Rasulullah'dan mutevatiren rivayet edilen "Benim ağzımdan yalan uydurmayınız! Her kim benim ağzımdan yalan söylerse Cehennem'deki yerini hazırlasın!" (Buhârî, Muslim) hadisi adeta yok sayılarak, bazı rivayetlere yorum katılarak ya da kaynak aldıkları kitablarda dahi uydurma ya da munker olduğu belirtilen rivayetlere sarılarak açılan böyle bir başlığın asla mâzereti olamaz!
Bu, Rasullulah adına hadis uydurmanın önünü açmaktır! Peki, delil olarak getirilen bu rivâyetlerin kaynaklarına bizzat muracaat ederek sıhhatlerini tek tek inceleyelim :
Görüldüğü üzere rivayet Buhârî, Muslim vs. birçok hadis kitabında geçmektedir. Ancak bu hadisin şerhi şudur:
Bir kişi Allah'a karşı "ben kesin çok günah işledim, kesin cehennemliğim" gibi sözlerle kötü zanda bulunmasın, Bir kul Allah'dan korksun ama ondan ümidini de kesmesin.
Bu sahih hadis, adeta tahrife uğratılarak mevdu/uydurma hadislerle amel edilmeye delil olarak kullanılmıştır. Delil olarak kullanılan ikinci rivayetin de kaynaklarına baktığımızda, uydurma rivayetlerle amel edebilmek için uydurma rivayetlere sarıldığını daha iyi göreceğiz!

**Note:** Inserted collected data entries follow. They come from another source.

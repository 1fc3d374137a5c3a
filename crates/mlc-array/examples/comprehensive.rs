use std::path::PathBuf;

use anyhow::{Context as _, Result};

use mlc_array::{Context, EngineConfig, NumericArray, TypedBuffer};

fn show(label: &str, array: &NumericArray) {
    println!("{} shape={} data={:?}", label, array.shape(), array.data());
}

fn main() -> Result<()> {
    env_logger::init();

    let ctx = Context::new(EngineConfig::default());

    // 1D vector from integers
    let mut vec = ctx.prepare_data(TypedBuffer::Int(&[1, -2, 3, -4, 5]), &[5])?;
    show("input 1D", &vec);
    ctx.relu(&mut vec)?;
    show("after relu", &vec);
    ctx.sigmoid(&mut vec)?;
    show("after sigmoid", &vec);

    // 2D matrix from f32
    let mut mat = ctx.prepare_data(
        TypedBuffer::Float(&[1.0, -2.0, 3.0, 4.0, -5.0, 6.0]),
        &[2, 3],
    )?;
    ctx.tanh(&mut mat)?;
    show("after tanh", &mat);
    ctx.leaky_relu(&mut mat, 0.01)?;
    show("after leaky relu (alpha=0.01)", &mat);

    // 3D tensor from f64
    let mut tensor = ctx.prepare_data(
        TypedBuffer::Double(&[1.0, -1.0, 2.0, 0.0, 3.0, -2.0, 4.0, 1.0, -1.0, 2.0, -3.0, 0.5]),
        &[3, 2, 2],
    )?;
    ctx.swish(&mut tensor)?;
    show("after swish", &tensor);
    ctx.softmax(&mut tensor)?;
    show("after softmax", &tensor);

    // Vector algebra
    let a = ctx.prepare_data(TypedBuffer::Float(&[1.0, 2.0, 3.0]), &[3])?;
    let b = ctx.prepare_data(TypedBuffer::Float(&[4.0, 5.0, 6.0]), &[3])?;
    let mut result = NumericArray::zeros(&[3])?;
    ctx.add(&a, &b, &mut result)?;
    show("a + b", &result);
    ctx.subtract(&a, &b, &mut result)?;
    show("a - b", &result);
    println!("a . b = {}", ctx.dot(&a, &b)?);
    ctx.scale(&a, 2.0, &mut result)?;
    show("2 * a", &result);

    // Optional CSV path as the first argument
    if let Some(path) = std::env::args().nth(1).map(PathBuf::from) {
        let mut table = ctx
            .read_csv(&path)
            .with_context(|| format!("Failed to read CSV: {}", path.display()))?;
        show("csv", &table);
        ctx.sigmoid(&mut table)?;
        show("csv after sigmoid", &table);
        table.release();
    }

    // Error handling: a released array is rejected
    let mut released = vec.clone();
    released.release();
    if let Err(e) = ctx.relu(&mut released) {
        println!("caught: {}", e);
    }

    Ok(())
}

1- Sehâvî'nin Mekasıdu'l-Hasene'de yer verdiği bu rivayetin birkaç farklı senedini incelerken bu rivayetin dört farklı senedinin üçünün munker, birinde ise tanınmayan kişiler olduğunu söylemiştir. Yani munker diyerek bu rivayetin uydurma olduğu hakkında kesinlik bildirmemiştir.

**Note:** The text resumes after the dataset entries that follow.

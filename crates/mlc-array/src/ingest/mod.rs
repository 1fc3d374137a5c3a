//! Ingestion: typed buffers and delimited text into `NumericArray`.

pub mod buffer;
pub mod tabular;

pub use buffer::{prepare_bytes, prepare_data, DataType, TypedBuffer};
pub use tabular::{read_csv, read_csv_from_reader, read_csv_with_config, ParsedRow};
//! Vector algebra over the flat element stream.
//!
//! Operands only need equal element counts; their shapes may differ.
//! Results are written into a caller-supplied array of the same size and
//! nothing is allocated. On any validation failure the destination is left
//! untouched.
use rayon::prelude::*;

use crate::config::EngineConfig;
use crate::error::MlcError;
use crate::math::NumericArray;
use crate::Result;

/// `result[i] = a[i] + b[i]`
pub fn add(a: &NumericArray, b: &NumericArray, result: &mut NumericArray) -> Result<()> {
    add_with(a, b, result, &EngineConfig::default())
}

/// `result[i] = a[i] - b[i]`
pub fn subtract(a: &NumericArray, b: &NumericArray, result: &mut NumericArray) -> Result<()> {
    subtract_with(a, b, result, &EngineConfig::default())
}

/// `Σ a[i] * b[i]`, accumulated in `f64`.
pub fn dot(a: &NumericArray, b: &NumericArray) -> Result<f64> {
    dot_with(a, b, &EngineConfig::default())
}

/// `result[i] = k * a[i]`
pub fn scale(a: &NumericArray, k: f32, result: &mut NumericArray) -> Result<()> {
    scale_with(a, k, result, &EngineConfig::default())
}

pub fn add_with(
    a: &NumericArray,
    b: &NumericArray,
    result: &mut NumericArray,
    config: &EngineConfig,
) -> Result<()> {
    check_operands(&[a, b, &*result])?;
    zip_into(a.data(), b.data(), result.data_mut(), config, |x, y| x + y);
    Ok(())
}

pub fn subtract_with(
    a: &NumericArray,
    b: &NumericArray,
    result: &mut NumericArray,
    config: &EngineConfig,
) -> Result<()> {
    check_operands(&[a, b, &*result])?;
    zip_into(a.data(), b.data(), result.data_mut(), config, |x, y| x - y);
    Ok(())
}

pub fn dot_with(a: &NumericArray, b: &NumericArray, config: &EngineConfig) -> Result<f64> {
    check_operands(&[a, b])?;
    if config.use_parallel(a.size()) {
        Ok(a.data()
            .par_chunks(EngineConfig::PARALLEL_CHUNK)
            .zip(b.data().par_chunks(EngineConfig::PARALLEL_CHUNK))
            .map(|(x, y)| dot_scalar(x, y))
            .sum::<f64>())
    } else {
        Ok(dot_scalar(a.data(), b.data()))
    }
}

pub fn scale_with(
    a: &NumericArray,
    k: f32,
    result: &mut NumericArray,
    config: &EngineConfig,
) -> Result<()> {
    check_operands(&[a, &*result])?;
    let src = a.data();
    let dst = result.data_mut();
    if config.use_parallel(src.len()) {
        dst.par_chunks_mut(EngineConfig::PARALLEL_CHUNK)
            .zip(src.par_chunks(EngineConfig::PARALLEL_CHUNK))
            .for_each(|(out, x)| {
                out.iter_mut().zip(x).for_each(|(o, &x)| *o = k * x);
            });
    } else {
        dst.iter_mut().zip(src).for_each(|(o, &x)| *o = k * x);
    }
    Ok(())
}

/// Every operand must be usable and all must share the first one's size.
fn check_operands(operands: &[&NumericArray]) -> Result<()> {
    for operand in operands {
        operand.check_usable()?;
    }
    let expected = operands[0].size();
    for operand in &operands[1..] {
        if operand.size() != expected {
            return Err(MlcError::ShapeMismatch {
                expected,
                found: operand.size(),
            });
        }
    }
    Ok(())
}

fn zip_into<F>(lhs: &[f32], rhs: &[f32], out: &mut [f32], config: &EngineConfig, f: F)
where
    F: Fn(f32, f32) -> f32 + Send + Sync,
{
    if config.use_parallel(out.len()) {
        out.par_chunks_mut(EngineConfig::PARALLEL_CHUNK)
            .zip(lhs.par_chunks(EngineConfig::PARALLEL_CHUNK))
            .zip(rhs.par_chunks(EngineConfig::PARALLEL_CHUNK))
            .for_each(|((o, a), b)| {
                for ((o, &a), &b) in o.iter_mut().zip(a).zip(b) {
                    *o = f(a, b);
                }
            });
    } else {
        for ((o, &a), &b) in out.iter_mut().zip(lhs).zip(rhs) {
            *o = f(a, b);
        }
    }
}

fn dot_scalar(lhs: &[f32], rhs: &[f32]) -> f64 {
    lhs.iter()
        .zip(rhs.iter())
        .map(|(&a, &b)| a as f64 * b as f64)
        .sum()
}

Ancak şu unutulmamalıdır ki munker demek uydurma olmadığına kesin kanaat getirmemekle beraber delil olarak kullanılması da uygun olmayan rivayetlerdir. Hadis usulünde kullanılan en sert kavramlardan birisi olmakla beraber küçümsenecek bir şey değildir.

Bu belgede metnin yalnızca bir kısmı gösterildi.